“Most amazing thing you ever heard of! It was last Saturday night. I had four fellows from the fraternity here for the week-end, and about nine o’clock we all piled into the boat and went over to the Royal Hotel to dance. There happened to be a bunch of girls staying there that we knew, so we were sure of a swell time. The whole gang from Shady Nook went across too—the Reed family, the Partridges, the Robinsons—practically everybody except the Flicks. So you see Shady Nook was deserted.
“We danced till around twelve o’clock and had something to eat. Then the fellows suggested we all get into the launch and go for a ride. Mother was game: she went along too, and so did a couple of the girls. By the time we took them back to the hotel and came home, it must have been two o’clock.”
“Hadn’t you seen any flames?” interrupted Jane. “From the river, I mean?”
“Not a flicker! But we had been motoring in the other direction, and you know the hotel isn’t right across from our bungalow, so we shouldn’t have been likely to notice when we were dancing. What wind there was blew the other way.”
“Even when you reached your own dock, didn’t you smell smoke?” demanded Mary Louise.
“Yes, we did then.
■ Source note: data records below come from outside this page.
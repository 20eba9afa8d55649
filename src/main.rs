use anyhow::Result;
use clap::Parser;
use indicatif::{ProgressBar, ProgressStyle};
use serde::Serialize;
use simplelog::{CombinedLogger, Config, LevelFilter, SharedLogger, TermLogger, WriteLogger};
use std::collections::BTreeMap;
use std::fs::File;
use std::path::Path;
use takeoutsort::takeout_core::cli::{OutputFormat, SortOrder};
use takeoutsort::takeout_core::{
    Cli, Commands, ExportScanner, MediaEntry, Metadata, MetadataLoadReport, ScanStats, TagValue,
    read_sidecar,
};

#[derive(Serialize)]
struct EntryReport<'a> {
    path: &'a Path,
    kind: &'static str,
    sidecar: Option<&'a Path>,
    metadata: Option<&'a Metadata>,
    tags: BTreeMap<&'static str, TagValue>,
}

impl<'a> EntryReport<'a> {
    fn new(entry: &'a MediaEntry) -> Self {
        EntryReport {
            path: entry.path(),
            kind: entry.kind().as_str(),
            sidecar: entry.sidecar(),
            metadata: entry.metadata(),
            tags: entry.metadata().map(Metadata::to_tags).unwrap_or_default(),
        }
    }
}

#[derive(Serialize)]
struct ScanReport<'a> {
    stats: &'a ScanStats,
    metadata: Option<MetadataLoadReport>,
    media: Vec<EntryReport<'a>>,
}

#[derive(Serialize)]
struct InspectReport<'a> {
    metadata: &'a Metadata,
    tags: BTreeMap<&'static str, TagValue>,
}

fn main() -> Result<()> {
    let cli = Cli::parse();

    // Initialize loggers
    let mut loggers: Vec<Box<dyn SharedLogger>> = vec![TermLogger::new(
        LevelFilter::Warn,
        Config::default(),
        simplelog::TerminalMode::Mixed,
        simplelog::ColorChoice::Auto,
    )];

    if cli.log {
        loggers.push(WriteLogger::new(
            cli.log_level,
            Config::default(),
            File::create("takeoutsort.log")?,
        ));
    }

    CombinedLogger::init(loggers)?;

    match cli.command {
        Commands::Scan {
            export_dir,
            parallel,
            load_metadata,
            sort,
            output,
        } => {
            let scanner = ExportScanner::open(&export_dir)?.with_parallel(parallel);
            let mut scan = scanner.scan()?;

            let load_report = if load_metadata {
                let bar_style = ProgressStyle::default_bar()
                    .template("{spinner:.green} [{elapsed_precise}] [{bar:40.cyan/blue}] {pos}/{len} ({eta}) {msg}")?;
                let bar = ProgressBar::new(scan.media.len() as u64).with_style(bar_style);
                bar.set_message("Reading sidecars");
                let report = scan.media.load_metadata_with(|done, _| bar.set_position(done as u64));
                bar.finish_with_message("Sidecars read");
                Some(report)
            } else {
                None
            };

            match sort {
                Some(SortOrder::Date) => scan.media.sort_by_date(false),
                Some(SortOrder::Size) => scan.media.sort_by_size(true),
                None => {}
            }

            match output {
                OutputFormat::Summary => {
                    println!("Export: {}", export_dir.display());
                    println!("─────────────────────────────────");
                    print!("{}", scan.stats);
                    if let Some(report) = load_report {
                        println!("Metadata loaded:  {:>7}", report.loaded);
                        println!("  Empty sidecars: {:>7}", report.empty);
                        println!("  Failed:         {:>7}", report.failed);
                    }
                }
                OutputFormat::Paths => {
                    for entry in scan.media.iter() {
                        println!("{}", entry.path().display());
                    }
                }
                OutputFormat::Json => {
                    let report = ScanReport {
                        stats: &scan.stats,
                        metadata: load_report,
                        media: scan.media.iter().map(EntryReport::new).collect(),
                    };
                    println!("{}", serde_json::to_string_pretty(&report)?);
                }
            }
        }

        Commands::Summary { export_dir } => {
            let scanner = ExportScanner::open(&export_dir)?;
            print!("{}", scanner.summary()?);
        }

        Commands::Inspect { sidecar } => {
            let metadata = read_sidecar(&sidecar)?;
            let report = InspectReport {
                tags: metadata.to_tags(),
                metadata: &metadata,
            };
            println!("{}", serde_json::to_string_pretty(&report)?);
        }
    }

    Ok(())
}
use clap::{Parser, Subcommand, ValueEnum};
use simplelog::LevelFilter;
use std::path::PathBuf;

#[derive(Parser, Debug)]
#[command(author, version, about = "Pair exported photos and videos with their JSON metadata sidecars")]
#[command(propagate_version = true)]
pub struct Cli {
    #[command(subcommand)]
    pub command: Commands,

    /// Enable file logging to takeoutsort.log
    #[arg(long = "log", global = true)]
    pub log: bool,

    /// Log level for file logging (debug, info, warn, error)
    #[arg(long, default_value_t = LevelFilter::Debug, global = true)]
    pub log_level: LevelFilter,
}

#[derive(Subcommand, Debug)]
pub enum Commands {
    /// Scan an export and report how many media files have sidecars
    Scan {
        /// Export root (the folder containing "Google Photos")
        #[arg(required = true)]
        export_dir: PathBuf,

        /// Scan albums in parallel
        #[arg(long)]
        parallel: bool,

        /// Parse every sidecar and attach the metadata
        #[arg(long)]
        load_metadata: bool,

        /// Sort the listing
        #[arg(long, value_enum)]
        sort: Option<SortOrder>,

        /// Output format
        #[arg(long, value_enum, default_value_t = OutputFormat::Summary)]
        output: OutputFormat,
    },

    /// Show the albums of an export with their media and JSON file counts
    Summary {
        /// Export root
        #[arg(required = true)]
        export_dir: PathBuf,
    },

    /// Normalize a single sidecar and print the result as JSON
    Inspect {
        /// Sidecar JSON file
        #[arg(required = true)]
        sidecar: PathBuf,
    },
}

#[derive(Debug, Clone, Copy, ValueEnum)]
pub enum SortOrder {
    /// Oldest first, by capture time or file modification time
    Date,
    /// Largest first
    Size,
}

#[derive(Debug, Clone, Copy, ValueEnum)]
pub enum OutputFormat {
    /// Statistics table
    Summary,
    /// One media path per line
    Paths,
    /// JSON report
    Json,
}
But the flames were all out. The bungalow was gone—but the trees hadn’t caught fire.”
“That was queer,” remarked Mrs. Gay. “Unless somebody put out the fire.”
“Nobody did, as far as we know,” replied Clifford. “But it was out all right. And the bungalow gone, all but the foundation stones!”
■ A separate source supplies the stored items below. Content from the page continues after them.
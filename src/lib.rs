pub mod takeout_core;
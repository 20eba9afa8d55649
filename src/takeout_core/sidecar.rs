use std::path::{Path, PathBuf};

/// Sidecar suffixes appended to the full media filename, most specific first
/// after the plain form. The exporter truncates long names, so the
/// "supplemental-metadata" marker shows up cut at almost any length.
pub const SIDECAR_SUFFIXES: &[&str] = &[
    ".json",
    ".supplemental-metadata.json",
    ".jpg.json",
    ".png.json",
    ".mp4.json",
    ".supplemental-metadat.json",
    ".supplemental-metada.json",
    ".supplemental-metad.json",
    ".supplemental-meta.json",
    ".supplemental-met.json",
    ".supplemental-me.json",
    ".supplemental-m.json",
    ".supplemental-.json",
    ".supplemental.json",
    ".supplementa.json",
    ".supplement.json",
    ".supplemen.json",
    ".suppleme.json",
    ".supplem.json",
    ".supple.json",
    ".suppl.json",
    ".supp.json",
];

/// One way of deriving a sidecar filename from a media path.
#[derive(Debug, Clone, PartialEq, Eq)]
pub enum SidecarPattern {
    /// Full media filename followed by a suffix: `IMG_1.jpg` + `.json`.
    Suffix(String),
    /// Media extension replaced by `.json`: `IMG_1.jpg` -> `IMG_1.json`.
    ReplaceExtension,
    /// Media stem followed by `.json`.
    Stem,
}

impl SidecarPattern {
    /// The candidate sidecar path for `media_path`, if the pattern applies.
    pub fn candidate(&self, media_path: &Path) -> Option<PathBuf> {
        let parent = media_path.parent()?;
        match self {
            SidecarPattern::Suffix(suffix) => {
                let name = media_path.file_name()?.to_str()?;
                Some(parent.join(format!("{name}{suffix}")))
            }
            SidecarPattern::ReplaceExtension => Some(media_path.with_extension("json")),
            SidecarPattern::Stem => {
                let stem = media_path.file_stem()?.to_str()?;
                Some(parent.join(format!("{stem}.json")))
            }
        }
    }
}

/// The default resolution order: every suffix, then extension replacement, then stem.
pub fn default_patterns() -> Vec<SidecarPattern> {
    SIDECAR_SUFFIXES
        .iter()
        .map(|s| SidecarPattern::Suffix(s.to_string()))
        .chain([SidecarPattern::ReplaceExtension, SidecarPattern::Stem])
        .collect()
}

/// Finds the JSON sidecar for a media file by trying patterns in order.
///
/// Matching is exact; a sidecar renamed beyond every pattern is reported as
/// missing rather than guessed. Nothing is cached.
#[derive(Debug, Clone)]
pub struct SidecarResolver {
    patterns: Vec<SidecarPattern>,
}

impl Default for SidecarResolver {
    fn default() -> Self {
        Self {
            patterns: default_patterns(),
        }
    }
}

impl SidecarResolver {
    pub fn new() -> Self {
        Self::default()
    }

    /// Use a custom pattern list, tried in the given order.
    pub fn with_patterns(patterns: Vec<SidecarPattern>) -> Self {
        Self { patterns }
    }

    pub fn patterns(&self) -> &[SidecarPattern] {
        &self.patterns
    }

    /// Every candidate path in priority order, without touching the filesystem.
    pub fn candidates(&self, media_path: &Path) -> Vec<PathBuf> {
        self.patterns
            .iter()
            .filter_map(|p| p.candidate(media_path))
            .collect()
    }

    /// The first candidate that exists as a file.
    pub fn resolve(&self, media_path: &Path) -> Option<PathBuf> {
        self.patterns
            .iter()
            .filter_map(|p| p.candidate(media_path))
            .find(|candidate| candidate.is_file())
    }

    /// Whether a filename looks like a sidecar under any suffix pattern.
    pub fn is_sidecar_name(&self, name: &str) -> bool {
        self.patterns.iter().any(|p| match p {
            SidecarPattern::Suffix(suffix) => name.ends_with(suffix.as_str()),
            SidecarPattern::ReplaceExtension | SidecarPattern::Stem => false,
        })
    }
}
“What in the world did you do?” asked Jane.
“Went over to the Partridges’—they’re the people who live next to us on the other side,” he explained to Jane. “Fortunately they were still up, but they hadn’t noticed the smoke for the trees; they had been at the dance themselves till about one o’clock. Well, they gave Mother their one extra bedroom, and we fellows slept in the living room. That was O.K., but it was pretty ghastly, losing everything at once. Especially the clothes and things that belonged to our guests. If it was going to happen, I don’t see why it couldn’t have burned down when we didn’t have any company.”